To conjecture what Hayek’s stance might have been on Britain’s EU referendum and the current state of the European project more generally, it is instructive to consider his biography. The first half of Hayek’s long life was characterised by the steady unravelling of the liberal order into which he had been born. In 1899, Europe was practically borderless, with only a handful of the more underdeveloped countries, such as Russia and the Ottoman Empire, requiring passports at their frontiers. It was a world of free trade, large-scale immigration, low taxation and little regulation of private affairs, and a high degree of cultural innovation.

All of that was gone by the time Hayek’s most popular work, The Road to Serfdom, was published in 1944. His native Austria-Hungary, a multinational, polyglot, cosmopolitan and – by the late nineteenth century – liberal monarchy was long dissolved and replaced by nation states, many of them the product of human design at the various peace conferences. The First World War had halted the expansion of world trade, while the Great Depression saw the consensus around monetary policy – the gold standard – and economic policy – laissez faire – challenged and then superseded by more interventionist approaches. Finally, the Russian Revolution of 1917, the ascent to power of Mussolini’s fascists in Italy, and the election of Hitler in 1933 all introduced socialistic forms of government into large parts of Europe.

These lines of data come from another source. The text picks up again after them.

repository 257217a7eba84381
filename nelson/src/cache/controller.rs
//! Offline cache controller.
//!
//! Mirrors a service worker's lifecycle: install seeds the shell into a
//! versioned bucket, activate drops every other bucket, and once active
//! each GET is answered cache-first with a network fallback.

use std::sync::atomic::{AtomicBool, Ordering};
use std::sync::Arc;

use axum::http::Method;
use serde::Serialize;
use tokio::sync::{watch, Mutex};
use tokio::task::JoinSet;
use tracing::{debug, info, warn};

use super::network::Network;
use super::response::{CachedResponse, FetchRequest};
use super::storage::CacheStorage;

/// Bucket name of the current release.
pub const CACHE_VERSION: &str = "nelson-gpt-v1";

/// App shell seeded into the cache on install.
pub const SHELL_RESOURCES: &[&str] = &[
    "/",
    "/index.html",
    "/manifest.json",
    "/favicon.ico",
    "/favicon.png",
];

/// Lifecycle of the controller.
#[derive(Debug, Clone, Copy, PartialEq, Eq, Serialize)]
#[serde(rename_all = "lowercase")]
pub enum WorkerState {
    /// Created, install not started.
    Parsed,
    Installing,
    /// Installed and waiting to activate.
    Installed,
    Activating,
    /// Intercepting fetches.
    Activated,
}

/// Messages the host application can post to the controller.
#[derive(Debug, Clone, Copy, PartialEq, Eq)]
pub enum ControlMessage {
    /// Activate now instead of waiting for old clients to go away.
    SkipWaiting,
}

impl ControlMessage {
    /// Decode a posted `{"type": ...}` message. Unknown messages are ignored.
    pub fn from_value(value: &serde_json::Value) -> Option<Self> {
        match value.get("type")?.as_str()? {
            "SKIP_WAITING" => Some(Self::SkipWaiting),
            _ => None,
        }
    }
}

/// What to do with an intercepted request.
#[derive(Debug, Clone, PartialEq, Eq)]
pub enum FetchOutcome {
    /// Not handled; the caller sends it to the network untouched.
    Passthrough,
    Respond(CachedResponse),
}

/// Controller settings.
#[derive(Debug, Clone)]
pub struct WorkerConfig {
    /// Name of the bucket this release owns.
    pub version: String,
    /// Origin the shell resources are resolved against.
    pub origin: String,
    pub shell: Vec<String>,
    /// Skip the waiting phase after install.
    pub skip_waiting: bool,
}

impl WorkerConfig {
    pub fn new(origin: impl Into<String>) -> Self {
        Self {
            version: CACHE_VERSION.to_string(),
            origin: origin.into(),
            shell: SHELL_RESOURCES.iter().map(ToString::to_string).collect(),
            skip_waiting: true,
        }
    }

    /// Absolute URL of a path on the origin.
    pub fn resolve(&self, path: &str) -> String {
        format!("{}{}", self.origin.trim_end_matches('/'), path)
    }
}

pub struct CacheController {
    config: WorkerConfig,
    caches: Arc<CacheStorage>,
    network: Arc<dyn Network>,
    state: watch::Sender<WorkerState>,
    skip_waiting: AtomicBool,
    clients_claimed: AtomicBool,
    /// Cache writes still running after their response went out.
    pending_writes: Mutex<JoinSet<()>>,
}

impl CacheController {
    pub fn new(config: WorkerConfig, caches: Arc<CacheStorage>, network: Arc<dyn Network>) -> Self {
        let skip_waiting = AtomicBool::new(config.skip_waiting);
        Self {
            config,
            caches,
            network,
            state: watch::Sender::new(WorkerState::Parsed),
            skip_waiting,
            clients_claimed: AtomicBool::new(false),
            pending_writes: Mutex::new(JoinSet::new()),
        }
    }

    pub fn state(&self) -> WorkerState {
        *self.state.borrow()
    }

    pub fn clients_claimed(&self) -> bool {
        self.clients_claimed.load(Ordering::SeqCst)
    }

    pub const fn config(&self) -> &WorkerConfig {
        &self.config
    }

    pub fn caches(&self) -> &CacheStorage {
        &self.caches
    }

    fn transition(&self, next: WorkerState) {
        let prev = self.state.send_replace(next);
        info!(from = ?prev, to = ?next, "Cache worker state changed");
    }

    /// Seed the shell into the versioned bucket, then wait or activate.
    ///
    /// Each resource is fetched on its own; one failing does not stop the
    /// others or the install.
    pub async fn install(&self) {
        self.transition(WorkerState::Installing);

        let bucket = self.caches.open(&self.config.version).await;
        for path in &self.config.shell {
            let url = self.config.resolve(path);
            match self.network.fetch(&FetchRequest::get(&url)).await {
                Ok(resp) if resp.is_cacheable() => {
                    if let Err(e) = bucket.put(&url, resp).await {
                        warn!(%url, error = %e, "Failed to seed shell resource");
                    }
                }
                Ok(resp) => {
                    warn!(%url, status = resp.status, "Skipping shell resource");
                }
                Err(e) => {
                    warn!(%url, error = %e, "Failed to fetch shell resource");
                }
            }
        }
        let entries = bucket.entry_count().await;
        info!(bucket = bucket.name(), entries, "Shell cached");

        self.transition(WorkerState::Installed);
        if self.skip_waiting.load(Ordering::SeqCst) {
            self.activate().await;
        }
    }

    /// Promote a waiting controller immediately.
    pub async fn skip_waiting(&self) {
        self.skip_waiting.store(true, Ordering::SeqCst);
        if self.state() == WorkerState::Installed {
            self.activate().await;
        }
    }

    /// Delete every bucket but the current one and take control of clients.
    pub async fn activate(&self) {
        self.transition(WorkerState::Activating);

        for name in self.caches.keys().await {
            if name != self.config.version {
                self.caches.delete(&name).await;
                info!(bucket = %name, "Deleted stale cache");
            }
        }
        self.clients_claimed.store(true, Ordering::SeqCst);

        self.transition(WorkerState::Activated);
    }

    pub async fn handle_message(&self, message: ControlMessage) {
        match message {
            ControlMessage::SkipWaiting => self.skip_waiting().await,
        }
    }

    /// Answer an intercepted request.
    ///
    /// Non-GET requests, and anything seen before activation, pass through.
    pub async fn handle_fetch(&self, request: FetchRequest) -> FetchOutcome {
        if request.method != Method::GET || self.state() != WorkerState::Activated {
            return FetchOutcome::Passthrough;
        }

        if let Some(hit) = self.caches.match_url(&request.url).await {
            debug!(url = %request.url, "Cache hit");
            return FetchOutcome::Respond(hit);
        }

        debug!(url = %request.url, "Cache miss");
        match self.network.fetch(&request).await {
            Ok(resp) => {
                if resp.is_cacheable() {
                    self.store_later(request.url, resp.clone()).await;
                }
                FetchOutcome::Respond(resp)
            }
            Err(e) => {
                warn!(url = %request.url, error = %e, "Fetch failed, serving offline fallback");
                FetchOutcome::Respond(self.offline_fallback().await)
            }
        }
    }

    async fn offline_fallback(&self) -> CachedResponse {
        let root = self.config.resolve("/");
        self.caches
            .match_url(&root)
            .await
            .unwrap_or_else(CachedResponse::offline)
    }

    /// Write a copy into the bucket in the background.
    async fn store_later(&self, url: String, response: CachedResponse) {
        let caches = self.caches.clone();
        let version = self.config.version.clone();

        let mut writes = self.pending_writes.lock().await;
        while writes.try_join_next().is_some() {}
        writes.spawn(async move {
            let bucket = caches.open(&version).await;
            if let Err(e) = bucket.put(&url, response).await {
                warn!(%url, error = %e, "Failed to cache response");
            }
        });
    }

    /// Wait for every background cache write to finish.
    pub async fn settle(&self) {
        loop {
            let mut writes = std::mem::take(&mut *self.pending_writes.lock().await);
            if writes.is_empty() {
                break;
            }
            while writes.join_next().await.is_some() {}
        }
    }
}
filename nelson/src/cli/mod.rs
//! CLI argument parsing module.

mod args;
mod commands;

pub use args::Cli;
pub use commands::execute;
async fn worker_message(
    State(ctx): State<Arc<AppContext>>,
    Json(body): Json<serde_json::Value>,
) -> StatusCode {
    if let Some(message) = ControlMessage::from_value(&body) {
        ctx.cache.handle_message(message).await;
    }
    StatusCode::ACCEPTED
}

async fn websocket_handler(
    ws: WebSocketUpgrade,
    State(ctx): State<Arc<AppContext>>,
) -> impl IntoResponse {
    ws.on_upgrade(|socket| handle_websocket(socket, ctx))
}

async fn handle_websocket(mut socket: axum::extract::ws::WebSocket, ctx: Arc<AppContext>) {
    use axum::extract::ws::Message;

    let mut rx = ctx.store.read().await.subscribe();
    let mut online = ctx.connectivity.subscribe();

    loop {
        let frame = tokio::select! {
            event = rx.recv() => match event {
                Ok(event) => serde_json::to_value(&event),
                Err(RecvError::Lagged(skipped)) => {
                    warn!(skipped, "WebSocket client lagging, dropped events");
                    continue;
                }
                Err(RecvError::Closed) => break,
            },
            changed = online.changed() => {
                if changed.is_err() {
                    break;
                }
                let now_online = *online.borrow_and_update();
                Ok(connectivity_frame(now_online))
            }
        };
        let Ok(frame) = frame else {
            continue;
        };
        if socket.send(Message::Text(frame.to_string().into())).await.is_err() {
            break;
        }
    }
}

/// Feed frame announcing an online/offline flip.
fn connectivity_frame(online: bool) -> serde_json::Value {
    serde_json::json!({ "type": "connectivity_changed", "online": online })
}

/// Route a non-API request through the cache controller.
async fn proxy(State(ctx): State<Arc<AppContext>>, request: Request) -> Response {
    let request = match to_fetch_request(&ctx.cache.config().origin, request).await {
        Ok(request) => request,
        Err(status) => return status.into_response(),
    };

    match ctx.cache.handle_fetch(request.clone()).await {
        FetchOutcome::Respond(response) => response.into_response(),
        FetchOutcome::Passthrough => match ctx.network.fetch(&request).await {
            Ok(response) => response.into_response(),
            Err(e) => {
                warn!(url = %request.url, error = %e, "Upstream request failed");
                StatusCode::BAD_GATEWAY.into_response()
            }
        },
    }
}

async fn to_fetch_request(origin: &str, request: Request) -> Result<FetchRequest, StatusCode> {
    let (parts, body) = request.into_parts();
    let path = parts
        .uri
        .path_and_query()
        .map_or("/", axum::http::uri::PathAndQuery::as_str);

    let headers = parts
        .headers
        .iter()
        .filter(|(name, _)| !is_hop_by_hop(name.as_str()) && **name != header::HOST)
        .filter_map(|(name, value)| {
            value
                .to_str()
                .ok()
                .map(|v| (name.as_str().to_string(), v.to_string()))
        })
        .collect();
    let body = to_bytes(body, MAX_PROXY_BODY)
        .await
        .map_err(|_| StatusCode::PAYLOAD_TOO_LARGE)?;

    Ok(FetchRequest {
        method: parts.method,
        url: format!("{}{path}", origin.trim_end_matches('/')),
        headers,
        body,
    })
}
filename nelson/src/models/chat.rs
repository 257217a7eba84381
//! Chat model representing one conversation session.

use chrono::{DateTime, Utc};
use serde::{Deserialize, Serialize};

use super::{new_id, Message};

/// Maximum length, in characters, of a title derived from a message.
pub const MAX_TITLE_CHARS: usize = 50;

/// Title given to a chat before its first message arrives.
pub const UNTITLED: &str = "Untitled";

/// Answering style of a chat.
#[derive(Debug, Clone, Copy, Default, PartialEq, Eq, Hash, Serialize, Deserialize)]
#[serde(rename_all = "lowercase")]
pub enum ChatMode {
    /// Textbook-style explanations.
    #[default]
    Academic,
    /// Bedside, practice-oriented answers.
    Clinical,
}

impl ChatMode {
    pub const fn as_str(self) -> &'static str {
        match self {
            Self::Academic => "academic",
            Self::Clinical => "clinical",
        }
    }
}

impl std::fmt::Display for ChatMode {
    fn fmt(&self, f: &mut std::fmt::Formatter<'_>) -> std::fmt::Result {
        write!(f, "{}", self.as_str())
    }
}

/// A chat session and its message history.
#[derive(Debug, Clone, PartialEq, Eq, Serialize, Deserialize)]
#[serde(rename_all = "camelCase")]
pub struct Chat {
    /// Unique, time-ordered identifier.
    pub id: String,
    /// Display title.
    pub title: String,
    /// Messages in chronological order.
    pub messages: Vec<Message>,
    /// Answering style.
    pub mode: ChatMode,
    /// When the chat was created.
    #[serde(with = "chrono::serde::ts_milliseconds")]
    pub created_at: DateTime<Utc>,
    /// When the chat was last changed.
    #[serde(with = "chrono::serde::ts_milliseconds")]
    pub updated_at: DateTime<Utc>,
}

impl Chat {
    /// Create an empty chat in the given mode.
    pub fn new(mode: ChatMode) -> Self {
        let now = Utc::now();
        Self {
            id: new_id("chat"),
            title: UNTITLED.to_string(),
            messages: Vec::new(),
            mode,
            created_at: now,
            updated_at: now,
        }
    }

    /// Find a message by id.
    pub fn message(&self, message_id: &str) -> Option<&Message> {
        self.messages.iter().find(|m| m.id == message_id)
    }
}

/// Derive a chat title from message content: the first line, cut to
/// [`MAX_TITLE_CHARS`] characters.
pub fn derive_title(content: &str) -> String {
    content
        .split('\n')
        .next()
        .unwrap_or_default()
        .chars()
        .take(MAX_TITLE_CHARS)
        .collect()
}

These events and the horror of World War II shaped postwar developments. On one hand, government planning of a significant share of economic activity was taken for granted. This was the case even in the ‘free’ economies of the West, which competed with the unfree communist countries for intellectual and political dominance. On the other hand, a number of institutions – GATT, the IMF, the UN – were created in a deliberate bid to promote peace, avoid the harmful economic policies of the postwar period and encourage mutually beneficial relations between countries.

Hayek’s life was devoted to go beyond the latter and build the intellectual foundations of a movement which would work to reinstate an updated and improved version of the pre-1914 world order. Some of his key writings – Individualism and Economic Order, Serfdom itself – delve deeply into the sort of international institutions which are needed for freedom and peace to flourish. Others – The Constitution of Liberty; Law, Legislation and Liberty – consider the legal and constitutional foundations on which free societies bloom.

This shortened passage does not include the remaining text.